Classroom Assessments

Classroom assessments are highly specific and students are more comfortable during classroom assessments than they are during statewide assessments. As a result, they are prone to exercise more potential. In addition, classroom assessments allow students to express the knowledge, skills, and abilities that they have acquired as best as possible; without any limitations or inhibitions. However, classroom assessments can become misleading if they begin to decline en-masse. If they are not compared to statewide assessments frequently, it will become impossible to ascertain if the scores are falling below the acceptable average.

Resources to determine whether an EL needs to be referred for Gifted and Talented or Special Education Assessment

The EL will be evaluated on a variety of perimeters. However, in order to determine if an EL is suitable to be referred for gifted and talented (or special education) assessment, the first tool used will be the EL is using any unorthodox methods and/or techniques to get the tasks done. In this case, the EL will be getting the task done while engaging peers and ensuring positive communication. However, these are only primary perimeters on which ELs will be assessed to ascertain if an EL is suitable for a referral for gifted and talented (or special education) assessment.

A more continuous approach will be one in which the supervisor will sustain a file on the EL's performance. This file will essentially be a progress-file and will track the progress of the ELs through the program. The last leaf of the file will list the proficiencies, knowledge, skills, and abilities that an EL must have in order to function in the area of gifted, talented or special education programs (Maxom, 2010). After the end of each day, the supervisor will recap through the day to identify if any of the ELs showed signs of possessing the listed prerequisites. A display of a skill will result in a check (or a +1) for the EL. By the end of the program, the EL with the most credibility and merit for a referral to the gifted (talented or special) area will stand out amongst the rest visibly.

Method to monitor students’ progress after exiting the ESL program and options if an exited student is not doing well in general education classes

Once a student exits the ESL program, exchanging frequent communication with the student will monitor the student’s progress. Setting up time-periods after which the students will be required to undergo assessments will do it. The student will be made aware of these post-program assessments at the time when the student is going through it. As a result, the student will be fully aware of the program's nature and the outcome that the program aims to achieve.

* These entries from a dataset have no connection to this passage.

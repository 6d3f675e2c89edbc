use thiserror::Error;

/// Failures of the repository layer. Each query failure carries the
/// operation that was attempted; nothing here is retried.
#[derive(Debug, Error)]
pub enum StoreError {
    #[error("invalid {field} '{value}': {source}")]
    InvalidId {
        field: &'static str,
        value: String,
        #[source]
        source: uuid::Error,
    },

    #[error("{what} not found")]
    NotFound { what: String },

    #[error("failed to {operation}: duplicate value violates {}", .constraint.as_deref().unwrap_or("a unique constraint"))]
    Conflict {
        operation: &'static str,
        constraint: Option<String>,
    },

    #[error("failed to encode {what}: {source}")]
    Encode {
        what: &'static str,
        #[source]
        source: serde_json::Error,
    },

    #[error("stored {what} is corrupt: {message}")]
    Corrupt { what: &'static str, message: String },

    #[error("failed to {operation}: {source}")]
    Query {
        operation: &'static str,
        #[source]
        source: sqlx::Error,
    },

    #[error("{original} (rollback also failed: {rollback})")]
    RollbackFailed {
        original: Box<StoreError>,
        rollback: sqlx::Error,
    },
}

impl StoreError {
    /// Wrap a driver error with the operation it interrupted. Unique
    /// violations (SQLSTATE 23505) become `Conflict`.
    pub fn query(operation: &'static str, err: sqlx::Error) -> Self {
        if let sqlx::Error::Database(ref db_err) = err {
            if db_err.code().as_deref() == Some("23505") {
                return StoreError::Conflict {
                    operation,
                    constraint: db_err.constraint().map(str::to_string),
                };
            }
        }
        StoreError::Query {
            operation,
            source: err,
        }
    }

    pub fn not_found(what: impl Into<String>) -> Self {
        StoreError::NotFound { what: what.into() }
    }
}

#[cfg(test)]
mod tests {
    use super::StoreError;

    #[test]
    fn non_database_errors_stay_query_errors() {
        let err = StoreError::query("list users", sqlx::Error::PoolTimedOut);
        assert!(matches!(
            err,
            StoreError::Query {
                operation: "list users",
                ..
            }
        ));
        assert!(err.to_string().starts_with("failed to list users: "));
    }

    #[test]
    fn rollback_failure_keeps_original_message() {
        let err = StoreError::RollbackFailed {
            original: Box::new(StoreError::not_found("meal log m1")),
            rollback: sqlx::Error::PoolClosed,
        };
        let msg = err.to_string();
        assert!(msg.starts_with("meal log m1 not found"));
        assert!(msg.contains("rollback also failed"));
    }
}
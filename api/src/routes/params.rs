//! Query and path parameters shared by the listing endpoints.

use chrono::{Datelike, NaiveDate};
use serde::Deserialize;

use crate::error::AppError;

const MAX_LIMIT: i64 = 500;
const MIN_YEAR: i32 = 1;
const MAX_YEAR: i32 = 9999;

/// Parse a `YYYY-MM-DD` date with a four-digit year, naming the parameter on
/// failure. Day and week arithmetic downstream relies on the year bound.
pub fn parse_date(field: &str, value: &str) -> Result<NaiveDate, AppError> {
    NaiveDate::parse_from_str(value.trim(), "%Y-%m-%d")
        .ok()
        .filter(|date| (MIN_YEAR..=MAX_YEAR).contains(&date.year()))
        .ok_or_else(|| AppError::Validation {
            message: format!("{field} must be a date in YYYY-MM-DD format between years {MIN_YEAR} and {MAX_YEAR}"),
            field: Some(field.to_string()),
            received: Some(serde_json::Value::String(value.to_string())),
            docs_hint: None,
        })
}

#[derive(Debug, Default, Deserialize, utoipa::IntoParams)]
#[into_params(parameter_in = Query)]
pub struct Pagination {
    /// Maximum number of items to return
    pub limit: Option<i64>,
    /// Number of items to skip
    pub offset: Option<i64>,
}

impl Pagination {
    /// `(limit, offset)` with defaults applied. Limits are capped at 500.
    pub fn resolve(&self, default_limit: i64) -> Result<(i64, i64), AppError> {
        let limit = self.limit.unwrap_or(default_limit);
        let offset = self.offset.unwrap_or(0);
        if limit < 1 {
            return Err(AppError::validation("limit", "limit must be at least 1"));
        }
        if offset < 0 {
            return Err(AppError::validation("offset", "offset must not be negative"));
        }
        Ok((limit.min(MAX_LIMIT), offset))
    }
}

#[derive(Debug, Deserialize, utoipa::IntoParams)]
#[into_params(parameter_in = Query)]
pub struct DateRangeQuery {
    /// First day, inclusive (YYYY-MM-DD)
    pub start_date: String,
    /// Last day, inclusive (YYYY-MM-DD)
    pub end_date: String,
    pub limit: Option<i64>,
    pub offset: Option<i64>,
}

/// Inclusive `start_date..=end_date`; a reversed range is rejected.
pub fn parse_range(start_date: &str, end_date: &str) -> Result<(NaiveDate, NaiveDate), AppError> {
    let start = parse_date("start_date", start_date)?;
    let end = parse_date("end_date", end_date)?;
    if start > end {
        return Err(AppError::validation(
            "start_date",
            "start_date must not be after end_date",
        ));
    }
    Ok((start, end))
}

impl DateRangeQuery {
    pub fn dates(&self) -> Result<(NaiveDate, NaiveDate), AppError> {
        parse_range(&self.start_date, &self.end_date)
    }

    pub fn page(&self, default_limit: i64) -> Result<(i64, i64), AppError> {
        Pagination {
            limit: self.limit,
            offset: self.offset,
        }
        .resolve(default_limit)
    }
}

#[cfg(test)]
mod tests {
    use super::*;

    #[test]
    fn dates_must_be_iso_days() {
        assert_eq!(
            parse_date("date", "2026-03-02").unwrap(),
            NaiveDate::from_ymd_opt(2026, 3, 2).unwrap()
        );
        for bad in ["02.03.2026", "2026-02-30", "today", "", "+262142-12-31", "0000-01-01"] {
            assert!(
                matches!(parse_date("date", bad), Err(AppError::Validation { .. })),
                "{bad} should be rejected"
            );
        }
    }

    #[test]
    fn pagination_defaults_and_bounds() {
        assert_eq!(Pagination::default().resolve(50).unwrap(), (50, 0));
        let page = Pagination {
            limit: Some(10_000),
            offset: Some(20),
        };
        assert_eq!(page.resolve(50).unwrap(), (500, 20));
        assert!(
            Pagination {
                limit: Some(0),
                offset: None
            }
            .resolve(50)
            .is_err()
        );
        assert!(
            Pagination {
                limit: None,
                offset: Some(-1)
            }
            .resolve(50)
            .is_err()
        );
    }

    #[test]
    fn reversed_range_is_rejected() {
        let query = DateRangeQuery {
            start_date: "2026-03-05".to_string(),
            end_date: "2026-03-01".to_string(),
            limit: None,
            offset: None,
        };
        assert!(query.dates().is_err());
    }
}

The post-program assessments will assess the student on the same perimeters that the program originally aimed to develop upon.

If an exited student is not doing well in general education classes, the assessments will indicate the student's deficiency and the student will be required to re-run through the parts of the original program that were originally intended to build those specific areas (Gebhard & Oprandy, Language Teaching Awareness: A Guide to Exploring Beliefs and Practices, 1999). However, this will not be a reactive approach, the student's performance will be tracked continuously through the student's progress reports.

The progress reports will be used to judge the student's strengths and weaknesses. Identifying the student’s primary strengths through the progress reports, and then assessing the areas in which the child seems to be functioning less than optimally will do this. Simply put, the approach is designed to take a U-turn method in which strengths are identified and then the remaining perimeters are addressed.



References

Carrasquillo, A. L. (2013). Teaching English as a Second Language: A Resource Guide. London: Routledge.

Gebhard, J. G. (2006). Teaching English as a Foreign Or Second Language, Second Edition: A Teacher Self-Development and Methodology Guide. Detroit: University of Michigan Press.

Gebhard, J. G., & Oprandy, R. (1999). Language Teaching Awareness: A Guide to Exploring Beliefs and Practices. London: Cambridge University Press.

Maxom, M. (2010). Teaching English as a Foreign Language For Dummies. New York: John Wiley & Sons.

O'Neill, S., & Gish, A. (2008). Teaching English as a second language. London: Oxford University Press.